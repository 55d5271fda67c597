//! The capability contract every provider adapter implements.
//!
//! Consumers (the cache-aside layer, aggregation, dispatch) only ever see
//! [`GitService`], [`Identifier`] and the canonical model.

use crate::model::{Commit, CommitListOptions, Repository, User};
use crate::{Error, Result};
use async_trait::async_trait;
use serde::{Deserialize, Serialize};
use std::fmt;
use std::str::FromStr;

/// Supported Git hosting providers
#[derive(
    Debug, Clone, Copy, PartialEq, Eq, Hash, PartialOrd, Ord, Serialize, Deserialize, clap::ValueEnum,
)]
#[serde(rename_all = "lowercase")]
pub enum Provider {
    #[value(name = "github")]
    GitHub,
    #[value(name = "gitlab")]
    GitLab,
}

impl Provider {
    pub const ALL: [Provider; 2] = [Provider::GitHub, Provider::GitLab];

    pub fn as_str(&self) -> &'static str {
        match self {
            Self::GitHub => "github",
            Self::GitLab => "gitlab",
        }
    }
}

impl fmt::Display for Provider {
    fn fmt(&self, f: &mut fmt::Formatter<'_>) -> fmt::Result {
        f.write_str(self.as_str())
    }
}

/// Repository reference accepted at the service boundary.
///
/// A string of decimal digits is a provider-native numeric ID; anything else
/// must be `owner/name` (GitLab: `namespace/path`) with exactly one `/` and
/// two non-empty segments.
#[derive(Debug, Clone, PartialEq, Eq, Hash)]
pub enum Identifier {
    Id(i64),
    Path { owner: String, name: String },
}

impl Identifier {
    pub fn parse(input: &str) -> Result<Self> {
        if input.is_empty() {
            return Err(Error::InvalidIdentifier(
                "repository identifier is empty".to_string(),
            ));
        }

        if input.bytes().all(|b| b.is_ascii_digit()) {
            return input.parse::<i64>().map(Identifier::Id).map_err(|_| {
                Error::InvalidIdentifier(format!("numeric repository ID out of range: '{input}'"))
            });
        }

        let parts: Vec<&str> = input.split('/').collect();
        match parts.as_slice() {
            [owner, name] if !owner.is_empty() && !name.is_empty() => Ok(Identifier::Path {
                owner: owner.to_string(),
                name: name.to_string(),
            }),
            _ => Err(Error::InvalidIdentifier(format!(
                "expected a numeric ID or 'owner/name', got '{input}'"
            ))),
        }
    }
}

impl FromStr for Identifier {
    type Err = Error;

    fn from_str(s: &str) -> Result<Self> {
        Identifier::parse(s)
    }
}

impl From<i64> for Identifier {
    fn from(id: i64) -> Self {
        Identifier::Id(id)
    }
}

impl fmt::Display for Identifier {
    fn fmt(&self, f: &mut fmt::Formatter<'_>) -> fmt::Result {
        match self {
            Identifier::Id(id) => write!(f, "{id}"),
            Identifier::Path { owner, name } => write!(f, "{owner}/{name}"),
        }
    }
}

/// Read operations offered by a Git provider
#[async_trait]
pub trait GitService: Send + Sync {
    fn provider(&self) -> Provider;

    /// Repositories under `owner`, or every repository reachable by the
    /// authenticated account when `owner` is empty
    async fn get_all_repos(&self, owner: &str) -> Result<Vec<Repository>>;

    async fn get_repo(&self, identifier: &Identifier) -> Result<Repository>;

    /// One page of commits with line statistics filled in
    async fn get_project_commits(
        &self,
        identifier: &Identifier,
        options: &CommitListOptions,
    ) -> Result<Vec<Commit>>;

    async fn get_repo_contributors(&self, identifier: &Identifier) -> Result<Vec<User>>;
}

#[cfg(test)]
mod tests {
    use super::*;

    #[test]
    fn test_digits_route_to_id() {
        assert_eq!(Identifier::parse("12345").unwrap(), Identifier::Id(12345));
        assert_eq!(Identifier::parse("007").unwrap(), Identifier::Id(7));
    }

    #[test]
    fn test_owner_name_routes_to_path() {
        assert_eq!(
            Identifier::parse("octo/hello-world").unwrap(),
            Identifier::Path {
                owner: "octo".to_string(),
                name: "hello-world".to_string()
            }
        );
        // digits on either side of the slash are still a path
        assert!(matches!(
            Identifier::parse("123/456").unwrap(),
            Identifier::Path { .. }
        ));
    }

    #[test]
    fn test_malformed_identifiers_rejected() {
        for input in [
            "",
            "octo",
            "/hello",
            "octo/",
            "/",
            "a/b/c",
            "-5",
            "99999999999999999999",
        ] {
            let result = Identifier::parse(input);
            assert!(
                matches!(result, Err(Error::InvalidIdentifier(_))),
                "expected InvalidIdentifier for {input:?}"
            );
        }
    }

    #[test]
    fn test_display_is_canonical() {
        assert_eq!(Identifier::parse("0042").unwrap().to_string(), "42");
        assert_eq!(Identifier::parse("a/b").unwrap().to_string(), "a/b");
    }

    #[test]
    fn test_provider_names() {
        assert_eq!(Provider::GitHub.to_string(), "github");
        assert_eq!(
            serde_json::from_str::<Provider>("\"gitlab\"").unwrap(),
            Provider::GitLab
        );
    }
}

----

[What is needed]
Scan the entries above for the string "Error" and copy each line containing it.

[Completed exercise]
use crate::{Error, Result};
            return Err(Error::InvalidIdentifier(
                Error::InvalidIdentifier(format!("numeric repository ID out of range: '{input}'"))
            _ => Err(Error::InvalidIdentifier(format!(
    type Err = Error;
                matches!(result, Err(Error::InvalidIdentifier(_))),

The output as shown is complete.